Literature DB >> 30399149

Machine learning in medicine: Addressing ethical challenges.

Effy Vayena¹, Alessandro Blasimme¹, I Glenn Cohen².

Abstract

Effy Vayena and colleagues argue that machine learning in medicine must offer data protection, algorithmic transparency, and accountability to earn the trust of patients and clinicians.

Entities: Chemical Disease Species

Mesh：

Year: 2018 PMID： 30399149 PMCID： PMC6219763 DOI： 10.1371/journal.pmed.1002689

Source DB: PubMed Journal: PLoS Med ISSN： 1549-1277 Impact factor: 11.069

A recent United Kingdom survey reports that 63% of the adult population is uncomfortable with allowing personal data to be used to improve healthcare and is unfavorable to artificial intelligence (AI) systems replacing doctors and nurses in tasks they usually perform [1]. Another study, conducted in Germany, found that medical students—the doctors of tomorrow—overwhelmingly buy into the promise of AI to improve medicine (83%) but are more skeptical that it will establish conclusive diagnoses in, for instance, imaging exams (56% disagree) [2]. When asked about the prospects of AI, United States decision-makers at healthcare organizations are confident that it will improve medicine, but roughly half of them think it will produce fatal errors, will not work properly, and will not meet currently hyped expectations [3]. These survey data resonate to the ethical and regulatory challenges that surround AI in healthcare, particularly privacy, data fairness, accountability, transparency, and liability.

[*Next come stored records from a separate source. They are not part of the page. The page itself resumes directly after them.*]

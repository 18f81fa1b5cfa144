//! ffmpeg argument builders, one per job operation.
//!
//! Builders are pure: they only describe the run. Every stream-copy operation
//! gets the copy timeout, every re-encode the transcode timeout.

use std::path::Path;

use super::quality::CompressionQuality;
use super::tool::{FrameGeometry, ToolInvocation};
use crate::core::config::tool::{copy_timeout, metadata_timeout, transcode_timeout};

/// Stamps `text` as title/author on the container and every stream, copying all streams
pub fn metadata_tag(input: &Path, output: &Path, text: &str) -> ToolInvocation {
    ToolInvocation::new("metadata", output, metadata_timeout())
        .arg("-i")
        .arg(input)
        .args(["-map", "0", "-c:s", "copy", "-c:a", "copy", "-c:v", "copy"])
        .arg("-metadata")
        .arg(format!("title={}", text))
        .arg("-metadata")
        .arg(format!("author={}", text))
        .arg("-metadata:s:s")
        .arg(format!("title={}", text))
        .arg("-metadata:s:a")
        .arg(format!("title={}", text))
        .arg("-metadata:s:v")
        .arg(format!("title={}", text))
        .finish()
}

/// Stream-copy cut of `start..end` (seconds). No re-encode.
pub fn trim_copy(input: &Path, output: &Path, start: f64, end: f64) -> ToolInvocation {
    ToolInvocation::new("trim", output, copy_timeout())
        .arg("-i")
        .arg(input)
        .arg("-ss")
        .arg(format_seconds(start))
        .arg("-to")
        .arg(format_seconds(end))
        .args(["-map", "0", "-c", "copy"])
        .finish()
}

/// Scale + fixed bitrate transcode for one catalog entry
pub fn compress(input: &Path, output: &Path, quality: &CompressionQuality) -> ToolInvocation {
    ToolInvocation::new("compress", output, transcode_timeout())
        .arg("-i")
        .arg(input)
        .arg("-vf")
        .arg(format!(
            "scale={}:{}:force_original_aspect_ratio=decrease:force_divisible_by=2",
            quality.width, quality.height
        ))
        .args(["-c:v", "libx264", "-b:v", quality.bitrate])
        .args(["-c:a", "aac", "-b:a", "128k", "-preset", "fast", "-movflags", "+faststart"])
        .finish()
}

/// Container audio as a standalone mp3
pub fn extract_audio(input: &Path, output: &Path) -> ToolInvocation {
    ToolInvocation::new("extract_audio", output, transcode_timeout())
        .arg("-i")
        .arg(input)
        .args(["-vn", "-acodec", "libmp3lame", "-q:a", "2"])
        .finish()
}

/// First subtitle stream as a standalone subtitle file
pub fn extract_subtitle(input: &Path, output: &Path) -> ToolInvocation {
    ToolInvocation::new("extract_subtitle", output, copy_timeout())
        .arg("-i")
        .arg(input)
        .args(["-map", "0:s:0"])
        .finish()
}

/// Which streams a removal job drops
#[derive(Debug, Clone, Copy, PartialEq, Eq)]
pub enum StreamRemoval {
    Audio,
    Subtitles,
    Both,
}

impl StreamRemoval {
    /// Suffix appended to the output stem
    pub fn suffix(self) -> &'static str {
        match self {
            StreamRemoval::Audio => "_no_audio",
            StreamRemoval::Subtitles => "_no_subs",
            StreamRemoval::Both => "_video_only",
        }
    }
}

pub fn remove_streams(input: &Path, output: &Path, removal: StreamRemoval) -> ToolInvocation {
    let inv = ToolInvocation::new("remove_streams", output, copy_timeout())
        .arg("-i")
        .arg(input);
    let inv = match removal {
        StreamRemoval::Audio => inv.args(["-c:v", "copy", "-an"]),
        StreamRemoval::Subtitles => inv.args(["-c:v", "copy", "-c:a", "copy", "-sn"]),
        StreamRemoval::Both => inv.args(["-c:v", "copy", "-an", "-sn"]),
    };
    inv.finish()
}

/// Body of a concat-demuxer list file. Single quotes in paths are escaped.
pub fn concat_list(inputs: &[&Path]) -> String {
    inputs
        .iter()
        .map(|p| format!("file '{}'\n", p.display().to_string().replace('\'', "'\\''")))
        .collect()
}

/// Zero-copy concatenation through the concat demuxer
pub fn concat_copy(list_file: &Path, output: &Path) -> ToolInvocation {
    ToolInvocation::new("concat", output, copy_timeout())
        .args(["-f", "concat", "-safe", "0", "-i"])
        .arg(list_file)
        .args(["-c", "copy"])
        .finish()
}

/// Filter-graph concatenation, re-encoding every input
pub fn concat_reencode(inputs: &[&Path], output: &Path) -> ToolInvocation {
    let mut inv = ToolInvocation::new("concat_reencode", output, transcode_timeout());
    for input in inputs {
        inv = inv.arg("-i").arg(*input);
    }
    let pads: String = (0..inputs.len()).map(|i| format!("[{i}:v][{i}:a]")).collect();
    inv.arg("-filter_complex")
        .arg(format!("{}concat=n={}:v=1:a=1[outv][outa]", pads, inputs.len()))
        .args(["-map", "[outv]", "-map", "[outa]"])
        .args(["-c:v", "libx264", "-preset", "fast", "-c:a", "aac"])
        .finish()
}

/// Video stream-copied plus every audio input re-encoded to AAC
pub fn mux_audio(video: &Path, audios: &[&Path], output: &Path) -> ToolInvocation {
    mux("mux_audio", video, audios, &[], output).args(["-shortest"]).finish()
}

/// Video and audio stream-copied plus every subtitle input as soft subs
pub fn mux_subtitles(video: &Path, subtitles: &[&Path], output: &Path) -> ToolInvocation {
    mux("mux_subtitles", video, &[], subtitles, output).finish()
}

/// Video stream-copied, extra audio re-encoded, subtitles as soft subs
pub fn mux_all(video: &Path, audios: &[&Path], subtitles: &[&Path], output: &Path) -> ToolInvocation {
    mux("mux_all", video, audios, subtitles, output).finish()
}

fn mux(
    operation: &'static str,
    video: &Path,
    audios: &[&Path],
    subtitles: &[&Path],
    output: &Path,
) -> ToolInvocation {
    let mut inv = ToolInvocation::new(operation, output, transcode_timeout())
        .arg("-i")
        .arg(video);
    for extra in audios.iter().chain(subtitles) {
        inv = inv.arg("-i").arg(*extra);
    }

    inv = inv.args(["-map", "0:v"]);
    if audios.is_empty() {
        inv = inv.args(["-map", "0:a?"]);
    }
    for i in 0..audios.len() {
        inv = inv.arg("-map").arg(format!("{}:a", i + 1));
    }
    for i in 0..subtitles.len() {
        inv = inv.arg("-map").arg(format!("{}", i + 1 + audios.len()));
    }

    inv = inv.args(["-c:v", "copy"]);
    inv = if audios.is_empty() {
        inv.args(["-c:a", "copy"])
    } else {
        inv.args(["-c:a", "aac"])
    };
    if !subtitles.is_empty() {
        inv = inv.args(["-c:s", "srt"]);
    }
    inv
}

/// Stream-copy segment cut used by auto-trim
pub fn segment_copy(input: &Path, output: &Path, start: f64, end: f64) -> ToolInvocation {
    ToolInvocation::new("segment", output, copy_timeout())
        .arg("-i")
        .arg(input)
        .arg("-ss")
        .arg(format_seconds(start))
        .arg("-to")
        .arg(format_seconds(end))
        .args(["-c", "copy", "-avoid_negative_ts", "1"])
        .finish()
}

/// First frame of `input` as raw 8-bit grayscale at the scan geometry
pub fn reference_frame(input: &Path, output: &Path, geometry: FrameGeometry) -> ToolInvocation {
    ToolInvocation::new("reference_frame", output, copy_timeout())
        .arg("-i")
        .arg(input)
        .args(["-frames:v", "1"])
        .arg("-vf")
        .arg(format!("scale={}:{},format=gray", geometry.width, geometry.height))
        .args(["-f", "rawvideo", "-pix_fmt", "gray"])
        .finish()
}

/// Square jpeg thumbnail
pub fn thumbnail(input: &Path, output: &Path) -> ToolInvocation {
    ToolInvocation::new("thumbnail", output, copy_timeout())
        .arg("-i")
        .arg(input)
        .args(["-frames:v", "1", "-vf", "scale=320:320"])
        .finish()
}

/// Square jpeg thumbnail with an `Ep:N` badge in the top right corner
pub fn episode_thumbnail(input: &Path, output: &Path, episode: u32, font: Option<&Path>) -> ToolInvocation {
    let font_opt = font
        .map(|f| format!("fontfile='{}':", escape_filter_value(&f.display().to_string())))
        .unwrap_or_default();
    let drawtext = format!(
        "drawtext={}text='Ep\\:{}':fontcolor=white:fontsize=h/8:box=1:boxcolor=black@0.6:boxborderw=12:x=w-tw-30:y=30",
        font_opt, episode
    );
    ToolInvocation::new("episode_thumbnail", output, copy_timeout())
        .arg("-i")
        .arg(input)
        .arg("-frames:v")
        .arg("1")
        .arg("-vf")
        .arg(format!("{},scale=320:320", drawtext))
        .finish()
}

fn escape_filter_value(value: &str) -> String {
    value.replace('\\', "\\\\").replace(':', "\\:").replace('\'', "\\'")
}

/// Seconds with millisecond precision, no trailing noise
pub fn format_seconds(seconds: f64) -> String {
    let s = format!("{:.3}", seconds.max(0.0));
    s.trim_end_matches('0').trim_end_matches('.').to_string()
}

#[cfg(test)]
mod tests {
    use super::*;
    use crate::media::quality;
    use pretty_assertions::assert_eq;

    fn p(s: &str) -> &Path {
        Path::new(s)
    }

    #[test]
    fn test_trim_is_stream_copy() {
        let inv = trim_copy(p("in.mkv"), p("out.mkv"), 10.0, 75.5);
        assert_eq!(
            inv.args_lossy(),
            vec!["-i", "in.mkv", "-ss", "10", "-to", "75.5", "-map", "0", "-c", "copy", "out.mkv"]
        );
        assert_eq!(inv.operation, "trim");
    }

    #[test]
    fn test_compress_uses_catalog_entry() {
        let q = quality::find("480p").unwrap();
        let args = compress(p("in.mp4"), p("out.mp4"), q).args_lossy();
        assert!(args.contains(&"scale=854:480:force_original_aspect_ratio=decrease:force_divisible_by=2".to_string()));
        assert!(args.windows(2).any(|w| w == ["-b:v", "1000k"]));
        assert!(args.windows(2).any(|w| w == ["-b:a", "128k"]));
        assert_eq!(args.last().map(String::as_str), Some("out.mp4"));
    }

    #[test]
    fn test_remove_streams_flags() {
        let args = remove_streams(p("a.mkv"), p("b.mkv"), StreamRemoval::Both).args_lossy();
        assert!(args.contains(&"-an".to_string()));
        assert!(args.contains(&"-sn".to_string()));
        assert_eq!(StreamRemoval::Subtitles.suffix(), "_no_subs");
    }

    #[test]
    fn test_mux_all_maps_in_input_order() {
        let inv = mux_all(p("v.mkv"), &[p("a1.m4a"), p("a2.m4a")], &[p("s.srt")], p("out.mkv"));
        let args = inv.args_lossy().join(" ");
        assert_eq!(
            args,
            "-i v.mkv -i a1.m4a -i a2.m4a -i s.srt -map 0:v -map 1:a -map 2:a -map 3 -c:v copy -c:a aac -c:s srt out.mkv"
        );
    }

    #[test]
    fn test_mux_subtitles_keeps_original_audio() {
        let args = mux_subtitles(p("v.mp4"), &[p("s.srt")], p("o.mkv")).args_lossy().join(" ");
        assert_eq!(args, "-i v.mp4 -i s.srt -map 0:v -map 0:a? -map 1 -c:v copy -c:a copy -c:s srt o.mkv");
    }

    #[test]
    fn test_concat_reencode_filter_graph() {
        let args = concat_reencode(&[p("a.mp4"), p("b.mp4")], p("o.mp4")).args_lossy();
        assert!(args.contains(&"[0:v][0:a][1:v][1:a]concat=n=2:v=1:a=1[outv][outa]".to_string()));
    }

    #[test]
    fn test_concat_list_escapes_quotes() {
        assert_eq!(
            concat_list(&[p("/tmp/a.mp4"), p("/tmp/it's.mp4")]),
            "file '/tmp/a.mp4'\nfile '/tmp/it'\\''s.mp4'\n"
        );
    }

    #[test]
    fn test_format_seconds() {
        assert_eq!(format_seconds(5.0), "5");
        assert_eq!(format_seconds(12.25), "12.25");
        assert_eq!(format_seconds(-1.0), "0");
    }

    #[test]
    fn test_episode_thumbnail_badge() {
        let args = episode_thumbnail(p("t.jpg"), p("o.jpg"), 42, None).args_lossy();
        assert!(args.iter().any(|a| a.contains("text='Ep\\:42'")));
    }
}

Successfully addressing these will foster the future of machine learning in medicine (MLm) and its positive impact on healthcare. Ethical and regulatory concerns about MLm can be grouped into three broad categories according to how and where they emerge, namely, around the sources of data needed for MLm and the approaches used in the development and deployment of MLm in clinical practice (for a hypothetical case study, see Fig 1).

Fig 1

Imagine a medical software company developing a machine learning–based device.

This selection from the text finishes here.